El fútbol y la canción. Y la intelectualidad. Carlos Clavería y Emilio Alarcos, dos académicos de la Lengua, estaban en el Cervantes, que no era de sidra, antes de que Conrado se trasladara unos metros más al Sur, a Casa Conrado. Y enfrente el Niza, refugio de clandestinos, con Genaro detrás de la barra, Charo siempre maternal y Charito con el camafeo de Che Guevara. Qué Oviedo. Qué Oviedo que no volverá. Ya había cerrado el Ferreru y el Pelayo estaba a punto de cambiar de imagen. El Pelayo era posta de diligencias del ALSA. Las gentes del occidente de Asturias confiaban en el ALSA más que en el correo. Iban todos al Pelayo a ve qué traía o llevaba el ALSA, como los de la cuenca del Nalón se acercaban a la Gran Taberna, posta de Los Carboneros. A partir de ahí, la gran etapa sidrera, lugar de reposo para todo lo que se quisiera, era Marchica. Y la meta, el Cantábrico, a la entrada del Naranco, y que luego cruzó la calle para seguir manteniendo su prestigio de sidra y cocina. Y entre todos éstos estaba el Ferroviario, llamado así por ser frontero al ferrocarril del Vasco, y desembocadura natural de quienes venían de Mon y de Altamirano. Más tarde se abrió la sidrería de Marcelino, trasera a Santa Clara, para quienes querían ruta y regresar al centro por el Pelayo. En la calle Gascona se abrió también El Llagarín, casi sobre la trinchera del tren: lugar de buena sidra y buena canción.

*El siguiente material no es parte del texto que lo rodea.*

#[async_trait]
impl LedgerStore for SqliteLedgerStore {
    async fn insert_hash_record(&self, record: &HashRecord) -> Result<(), LedgerError> {
        let sql = format!(
            "INSERT INTO {} (id, hash, conversation_id, attachment_id, filename, timestamp_ms, blocked)
             VALUES (?1, ?2, ?3, ?4, ?5, ?6, ?7)",
            self.hashes
        );
        sqlx::query(&sql)
            .bind(record.id.to_string())
            .bind(record.hash.as_str())
            .bind(record.conversation_id.as_str())
            .bind(record.attachment_id.as_ref().map(AttachmentId::as_str))
            .bind(record.filename.as_deref())
            .bind(to_millis(record.timestamp))
            .bind(record.blocked)
            .execute(&self.pool)
            .await
            .map_err(backend_err)?;

        self.feed.publish(LedgerChange::HashRecorded {
            hash: record.hash.clone(),
            blocked: record.blocked,
        });
        Ok(())
    }

    async fn set_blocked(&self, hash: &Fingerprint, blocked: bool) -> Result<u64, LedgerError> {
        let mut tx = self.pool.begin().await.map_err(backend_err)?;

        let mark = if blocked {
            format!("INSERT OR IGNORE INTO {} (hash) VALUES (?1)", self.blocked)
        } else {
            format!("DELETE FROM {} WHERE hash = ?1", self.blocked)
        };
        let changed = sqlx::query(&mark)
            .bind(hash.as_str())
            .execute(&mut *tx)
            .await
            .map_err(backend_err)?
            .rows_affected()
            > 0;

        let update = format!("UPDATE {} SET blocked = ?1 WHERE hash = ?2", self.hashes);
        let rows = sqlx::query(&update)
            .bind(blocked)
            .bind(hash.as_str())
            .execute(&mut *tx)
            .await
            .map_err(backend_err)?
            .rows_affected();

        tx.commit().await.map_err(backend_err)?;

        if changed || rows > 0 {
            self.feed.publish(LedgerChange::BlockChanged {
                hash: hash.clone(),
                blocked,
                rows,
            });
        }
        Ok(rows)
    }

    async fn is_blocked(&self, hash: &Fingerprint) -> Result<bool, LedgerError> {
        let sql = format!(
            "SELECT EXISTS (SELECT 1 FROM {} WHERE hash = ?1)",
            self.blocked
        );
        let found = sqlx::query_scalar::<_, i64>(&sql)
            .bind(hash.as_str())
            .fetch_one(&self.pool)
            .await
            .map_err(backend_err)?;
        Ok(found != 0)
    }

    async fn hash_records(&self) -> Result<Vec<HashRecord>, LedgerError> {
        let sql = format!("SELECT * FROM {} ORDER BY timestamp_ms", self.hashes);
        let rows = sqlx::query_as::<_, HashRow>(&sql)
            .fetch_all(&self.pool)
            .await
            .map_err(backend_err)?;
        collect(rows)
    }

    async fn prune_hash_records(&self, older_than: DateTime<Utc>) -> Result<u64, LedgerError> {
        let sql = format!(
            "DELETE FROM {} WHERE blocked = 0 AND timestamp_ms < ?1
             AND hash NOT IN (SELECT hash FROM {})",
            self.hashes, self.blocked
        );
        let removed = sqlx::query(&sql)
            .bind(to_millis(older_than))
            .execute(&self.pool)
            .await
            .map_err(backend_err)?
            .rows_affected();

        if removed > 0 {
            self.feed.publish(LedgerChange::Pruned { removed });
        }
        Ok(removed)
    }

    async fn upsert_retry(
        &self,
        attachment_id: &AttachmentId,
        content_hash: &ContentHash,
        next_retry_at: DateTime<Utc>,
    ) -> Result<RetryQueueRecord, LedgerError> {
        let fresh = RetryQueueRecord::new(attachment_id.clone(), content_hash.clone(), next_retry_at);
        let sql = format!(
            "INSERT INTO {} (id, attachment_id, content_hash, next_retry_at_ms, retry_attempt)
             VALUES (?1, ?2, ?3, ?4, 0)
             ON CONFLICT (attachment_id) DO UPDATE SET
                 content_hash = excluded.content_hash,
                 next_retry_at_ms = excluded.next_retry_at_ms,
                 retry_attempt = 0
             RETURNING id, attachment_id, content_hash, next_retry_at_ms, retry_attempt",
            self.retries
        );
        let row = sqlx::query_as::<_, RetryRow>(&sql)
            .bind(fresh.id.to_string())
            .bind(attachment_id.as_str())
            .bind(content_hash.as_str())
            .bind(to_millis(next_retry_at))
            .fetch_one(&self.pool)
            .await
            .map_err(backend_err)?;

        let record = RetryQueueRecord::try_from(row)?;
        let inserted = record.id == fresh.id;

        let attachment_id = attachment_id.clone();
        self.feed.publish(if inserted {
            LedgerChange::RetryInserted {
                attachment_id,
                next_retry_at,
            }
        } else {
            LedgerChange::RetryUpdated {
                attachment_id,
                next_retry_at,
            }
        });
        Ok(record)
    }

    async fn retry_record(
        &self,
        attachment_id: &AttachmentId,
    ) -> Result<Option<RetryQueueRecord>, LedgerError> {
        let sql = format!("SELECT * FROM {} WHERE attachment_id = ?1", self.retries);
        sqlx::query_as::<_, RetryRow>(&sql)
            .bind(attachment_id.as_str())
            .fetch_optional(&self.pool)
            .await
            .map_err(backend_err)?
            .map(RetryQueueRecord::try_from)
            .transpose()
    }

    async fn retry_records(&self) -> Result<Vec<RetryQueueRecord>, LedgerError> {
        let sql = format!("SELECT * FROM {} ORDER BY next_retry_at_ms", self.retries);
        let rows = sqlx::query_as::<_, RetryRow>(&sql)
            .fetch_all(&self.pool)
            .await
            .map_err(backend_err)?;
        collect(rows)
    }

    async fn due_retries(&self, now: DateTime<Utc>) -> Result<Vec<RetryQueueRecord>, LedgerError> {
        let sql = format!(
            "SELECT * FROM {} WHERE next_retry_at_ms <= ?1 ORDER BY next_retry_at_ms",
            self.retries
        );
        let rows = sqlx::query_as::<_, RetryRow>(&sql)
            .bind(to_millis(now))
            .fetch_all(&self.pool)
            .await
            .map_err(backend_err)?;
        collect(rows)
    }

    async fn update_retry(&self, record: &RetryQueueRecord) -> Result<bool, LedgerError> {
        let sql = format!(
            "UPDATE {} SET retry_attempt = ?1, next_retry_at_ms = ?2 WHERE id = ?3 AND attachment_id = ?4",
            self.retries
        );
        let updated = sqlx::query(&sql)
            .bind(i64::from(record.retry_attempt))
            .bind(to_millis(record.next_retry_at))
            .bind(record.id.to_string())
            .bind(record.attachment_id.as_str())
            .execute(&self.pool)
            .await
            .map_err(backend_err)?
            .rows_affected()
            > 0;

        if updated {
            self.feed.publish(LedgerChange::RetryUpdated {
                attachment_id: record.attachment_id.clone(),
                next_retry_at: record.next_retry_at,
            });
        }
        Ok(updated)
    }

    async fn delete_retry(&self, attachment_id: &AttachmentId) -> Result<bool, LedgerError> {
        let sql = format!("DELETE FROM {} WHERE attachment_id = ?1", self.retries);
        let existed = sqlx::query(&sql)
            .bind(attachment_id.as_str())
            .execute(&self.pool)
            .await
            .map_err(backend_err)?
            .rows_affected()
            > 0;

        if existed {
            self.feed.publish(LedgerChange::RetryDeleted {
                attachment_id: attachment_id.clone(),
            });
        }
        Ok(existed)
    }

    async fn delete_retry_record(&self, record: &RetryQueueRecord) -> Result<bool, LedgerError> {
        let sql = format!(
            "DELETE FROM {} WHERE id = ?1 AND attachment_id = ?2 AND content_hash = ?3
             AND next_retry_at_ms = ?4",
            self.retries
        );
        let removed = sqlx::query(&sql)
            .bind(record.id.to_string())
            .bind(record.attachment_id.as_str())
            .bind(record.content_hash.as_str())
            .bind(to_millis(record.next_retry_at))
            .execute(&self.pool)
            .await
            .map_err(backend_err)?
            .rows_affected()
            > 0;

        if removed {
            self.feed.publish(LedgerChange::RetryDeleted {
                attachment_id: record.attachment_id.clone(),
            });
        }
        Ok(removed)
    }

    async fn next_retry_at(&self) -> Result<Option<DateTime<Utc>>, LedgerError> {
        let sql = format!("SELECT MIN(next_retry_at_ms) FROM {}", self.retries);
        let min = sqlx::query_scalar::<_, Option<i64>>(&sql)
            .fetch_one(&self.pool)
            .await
            .map_err(backend_err)?;
        min.map(from_millis).transpose()
    }

    fn subscribe(&self) -> broadcast::Receiver<LedgerChange> {
        self.feed.subscribe()
    }
}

El Ferroviario no tardó en adquirir la fama de servir la mejor sidra de Oviedo. Sidra de Peñón. Lo escribo sin menosprecios a otros, yo jamás bebí sidra, sino vino. Pero siempre me encantó el ambiente de las viejas sidrerías y la gran cocina de Laura: no sólo los callos sino algo en apariencia tan simple como los huevos fritos con salsa de tomate, que muchas veces tomé con Víctor y Lalín, dos alleranos inolvidables. Luis, detrás de la barra, parecía un torero: más serio que Manolete y, sin embargo, socarrón, con humor, el espíritu de Felechosa trasplantado a Oviedo, su embajador de lujo. Entre chasquidos de la sidra al golpear en el vaso, se escuchaban canciones cantadas por Ignacio Apaolaza o Manolo Ponteo, nada menos. El otro día entré en una sidrería de Nava con el «Capi» ingeniero de la vida y un escanciador me dijo: «¿No me recuerda? Empecé en el Ferroviario y de ahí le conozco». Haber escanciado en el Ferroviario es como obtener un master en Harvard. Luis, maestro, gracias por haber sabido enseñar.